Hello lovers who are mad enough to read this,
Ahhhh, seems like a long hot minute since I last wrote anything remotely ‘personal’ or non recipe related on this…
To be honest, I haven’t actually really known what to write. I just wasn’t feeling it. I’ve been in such a bizarre health / confidence funk lately, it’s had me SHOOOK. I’ve been hit with this kind of overpowering feeling of being super obsessed with social media and overloading onto it. As if I’m pouring out every inch of my soul onto twitter/instagram/snapchat etc, and I was like woah. Girl. You need to chill out. I felt like everything became, well, pretty self obsessed. This is weirdly something I feel quite a lot, almost like a fear of coming across as shallow? The most bizarre thing is that I never see anyone else in this way. If I see someone posting selfies and tings, I’m like GWAAARN HUNNY U KILLIN IT. But with me I’m like ‘Wtf Anna? Again? Sriously?’
FFS. Honestly, just you wait till the day ‘Diary of an overthinker with an addiction to watermelown’ is on those Waterstones book shelves. Top best seller me thinks…
Anywhoo, we’re over it now. It was just a blip. Maybe I was just a bit hungry?
Now, onto the next ting. My health. Welllll, it seems I’ve become a lil bit of a hypochondriac in the last month. Oops. The result of being hungry again?
After continual issues with my skin, tummy and emotional feels; I took to doctors appointments, scans and blood tests. All in some desperate attempt to just have a bloody explanation, just a simple ‘Hey! Here’s a way to fix it!!!’ After neaaarly reaching the conclusion of thyroid problem (sweet lord), it turns out there’s nothing wrong. Nothing. Yeah my lady hormones aren’t partying as hard as usual, but I’m actually not dying.

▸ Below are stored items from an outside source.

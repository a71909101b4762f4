//! Operational entry point for the full reindex task.
//!
//! One task, no parameters beyond a verbosity flag: run the whole pipeline
//! to completion or first error, reporting textual progress through
//! `tracing`. CLI argument parsing and task registration belong to the host
//! application; this module is what it calls.

use tracing::{error, info};
use tracing_subscriber::EnvFilter;

use crate::engine::SearchSync;
use crate::error::SyncError;
use crate::reindex::ReindexReport;

/// Install a global log subscriber at `info` (or `debug` when verbose).
///
/// Safe to call more than once; later calls are no-ops. Respects an
/// existing `RUST_LOG` over the verbosity flag.
pub fn init_logging(verbose: bool) {
    let fallback = if verbose { "debug" } else { "info" };
    let filter = EnvFilter::try_from_default_env().unwrap_or_else(|_| EnvFilter::new(fallback));
    let _ = tracing_subscriber::fmt()
        .with_env_filter(filter)
        .with_target(false)
        .compact()
        .try_init();
}

/// Run the full reindex task.
///
/// Surfaces the first error and stops; no retry at this layer.
pub async fn run_reindex(engine: &SearchSync, verbose: bool) -> Result<ReindexReport, SyncError> {
    init_logging(verbose);
    info!("starting full reindex");
    match engine.reindex().await {
        Ok(report) => {
            info!(
                total = report.total,
                indexed = report.indexed,
                pages = report.pages,
                dropped = report.dropped,
                created = report.created,
                "reindex finished"
            );
            Ok(report)
        }
        Err(err) => {
            error!(error = %err, "reindex failed");
            Err(err)
        }
    }
}
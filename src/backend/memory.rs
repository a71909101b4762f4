//! In-memory collaborator implementations.
//!
//! Used by tests and demos, and sufficient for single-process deployments.
//! [`InMemorySearchBackend`] models the refresh boundary explicitly (deferred
//! writes stay in a pending set until refreshed) and counts calls so
//! pagination and refresh behavior can be asserted on.

use std::collections::{BTreeMap, HashMap};
use std::ops::Bound;
use std::sync::atomic::{AtomicUsize, Ordering};
use std::sync::Arc;

use async_trait::async_trait;
use dashmap::DashMap;
use parking_lot::RwLock;
use serde_json::{Map, Value};
use tokio::sync::Mutex;

use super::traits::{DocumentStore, LockGuard, LockService, RefreshMode, SearchBackend};
use crate::bulk::BulkCommand;
use crate::document::Document;
use crate::error::SyncError;

/// Ordered in-memory document store.
///
/// `BTreeMap` keeps documents sorted by id, which is exactly the contract
/// [`DocumentStore::fetch_after`] needs.
#[derive(Default)]
pub struct InMemoryDocumentStore {
    docs: RwLock<BTreeMap<String, Document>>,
    fetch_calls: AtomicUsize,
}

impl InMemoryDocumentStore {
    #[must_use]
    pub fn new() -> Self {
        Self::default()
    }

    /// Insert or replace a document.
    pub fn insert(&self, doc: Document) {
        self.docs.write().insert(doc.id.clone(), doc);
    }

    #[must_use]
    pub fn len(&self) -> usize {
        self.docs.read().len()
    }

    #[must_use]
    pub fn is_empty(&self) -> bool {
        self.docs.read().is_empty()
    }

    /// How many pages were fetched so far.
    #[must_use]
    pub fn fetch_calls(&self) -> usize {
        self.fetch_calls.load(Ordering::Acquire)
    }
}

#[async_trait]
impl DocumentStore for InMemoryDocumentStore {
    async fn count_all(&self) -> Result<u64, SyncError> {
        Ok(self.docs.read().len() as u64)
    }

    async fn fetch_after(
        &self,
        after_id: Option<&str>,
        limit: usize,
    ) -> Result<Vec<Document>, SyncError> {
        self.fetch_calls.fetch_add(1, Ordering::AcqRel);
        let docs = self.docs.read();
        let page: Vec<Document> = match after_id {
            Some(after) => docs
                .range::<str, _>((Bound::Excluded(after), Bound::Unbounded))
                .take(limit)
                .map(|(_, doc)| doc.clone())
                .collect(),
            None => docs.values().take(limit).cloned().collect(),
        };
        Ok(page)
    }
}

/// State of one simulated physical index.
#[derive(Debug, Default, Clone)]
struct IndexState {
    mapping: Value,
    settings: Value,
    /// Documents visible to queries.
    visible: HashMap<String, Map<String, Value>>,
    /// Deferred writes waiting for the next refresh, in arrival order.
    pending: Vec<(String, Map<String, Value>)>,
}

/// In-memory search engine with observable refresh semantics.
#[derive(Default)]
pub struct InMemorySearchBackend {
    indexes: RwLock<BTreeMap<String, IndexState>>,
    bulk_calls: AtomicUsize,
    refresh_calls: AtomicUsize,
}

impl InMemorySearchBackend {
    #[must_use]
    pub fn new() -> Self {
        Self::default()
    }

    /// Existing index names, sorted.
    #[must_use]
    pub fn index_names(&self) -> Vec<String> {
        self.indexes.read().keys().cloned().collect()
    }

    /// Number of queryable documents in an index (0 if it does not exist).
    #[must_use]
    pub fn doc_count(&self, index: &str) -> usize {
        self.indexes
            .read()
            .get(index)
            .map_or(0, |state| state.visible.len())
    }

    /// Number of written-but-not-yet-refreshed documents in an index.
    #[must_use]
    pub fn pending_count(&self, index: &str) -> usize {
        self.indexes
            .read()
            .get(index)
            .map_or(0, |state| state.pending.len())
    }

    /// A queryable document's body, if present.
    #[must_use]
    pub fn visible_doc(&self, index: &str, id: &str) -> Option<Map<String, Value>> {
        self.indexes
            .read()
            .get(index)
            .and_then(|state| state.visible.get(id).cloned())
    }

    /// The mapping an index was created with.
    #[must_use]
    pub fn mapping(&self, index: &str) -> Option<Value> {
        self.indexes
            .read()
            .get(index)
            .map(|state| state.mapping.clone())
    }

    /// The merged settings an index was created with.
    #[must_use]
    pub fn settings(&self, index: &str) -> Option<Value> {
        self.indexes
            .read()
            .get(index)
            .map(|state| state.settings.clone())
    }

    #[must_use]
    pub fn bulk_calls(&self) -> usize {
        self.bulk_calls.load(Ordering::Acquire)
    }

    #[must_use]
    pub fn refresh_calls(&self) -> usize {
        self.refresh_calls.load(Ordering::Acquire)
    }
}

#[async_trait]
impl SearchBackend for InMemorySearchBackend {
    async fn list_indexes(&self) -> Result<Vec<String>, SyncError> {
        Ok(self.index_names())
    }

    async fn create_index(
        &self,
        name: &str,
        mapping: Value,
        settings: Value,
    ) -> Result<(), SyncError> {
        let mut indexes = self.indexes.write();
        indexes.insert(
            name.to_string(),
            IndexState {
                mapping,
                settings,
                ..IndexState::default()
            },
        );
        Ok(())
    }

    async fn delete_indexes(&self, names: &[String]) -> Result<(), SyncError> {
        let mut indexes = self.indexes.write();
        for name in names {
            indexes.remove(name);
        }
        Ok(())
    }

    async fn bulk_write(
        &self,
        commands: &[BulkCommand],
        refresh: RefreshMode,
    ) -> Result<(), SyncError> {
        self.bulk_calls.fetch_add(1, Ordering::AcqRel);
        let mut indexes = self.indexes.write();
        for command in commands {
            // Auto-create on write, like a real engine's default behavior.
            let state = indexes.entry(command.action.index.clone()).or_default();
            match refresh {
                RefreshMode::Immediate => {
                    state
                        .visible
                        .insert(command.action.id.clone(), command.body.clone());
                }
                RefreshMode::Deferred => {
                    state
                        .pending
                        .push((command.action.id.clone(), command.body.clone()));
                }
            }
        }
        Ok(())
    }

    async fn refresh(&self, name: &str) -> Result<(), SyncError> {
        self.refresh_calls.fetch_add(1, Ordering::AcqRel);
        let mut indexes = self.indexes.write();
        if let Some(state) = indexes.get_mut(name) {
            // Apply in arrival order: last write wins per id.
            for (id, body) in state.pending.drain(..) {
                state.visible.insert(id, body);
            }
        }
        Ok(())
    }
}

/// In-process named lock service.
///
/// One `tokio::sync::Mutex` per name; owned guards travel as
/// [`LockGuard`] and release on drop.
#[derive(Default)]
pub struct LocalLockService {
    locks: DashMap<String, Arc<Mutex<()>>>,
}

impl LocalLockService {
    #[must_use]
    pub fn new() -> Self {
        Self::default()
    }
}

#[async_trait]
impl LockService for LocalLockService {
    async fn acquire(&self, name: &str) -> Result<LockGuard, SyncError> {
        let lock = self.locks.entry(name.to_string()).or_default().clone();
        let guard = lock.lock_owned().await;
        Ok(Box::new(guard))
    }
}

Now, I should be super buzzed about this. I mean, who wants to have to depend on antibiotics for the rest of their life?! I really don’t. But some part of me just wanted to have something to treat, that would solve whatever the fudgesticks is going on with my body. Is this the hypochondriac AJH within me breaking out? I really have zerrro idea.
At the end of the day, I’ve actually been very lucky with my health. Despite my dramatic tendencies, I know there are people far worse off than me, and that’s something that is always on my mind. From experiencing family/friends with ill health, it’s something I’ll always cherish. Call me cliche, but regardless of what I look like to other people, as long as my internal body is slaying life and my relationships with ma nearest and dearest are strong. That’s all I can honestly give a dayum about.
Moving swiftly onwards… and upwards. Anna has finally located the fitness and food motive that went walkies during the Christmas period!!!
Honestly, it got to week 2 of January and I was like ‘Facking hell Anna girl, it’s not Christmas anymore, settle down’. Haha. I genuinely have such an emotional love for food, ergh. But, there is a positive, I really have no cravings for quality streets and turkey anymore. I’m pretty sure I wrecked my tastebuds with the food overload. Lols. I’m back on that eat clean train mean wagon, and it’s treating me well so far! Things are looking up lads!
No cutting calories – just good wholesome food and training consistently. You DO NOT need to cut calories to change your body. It’s as if people have been saying this for years?!? Oh wait. They have. People just seem to ignore it…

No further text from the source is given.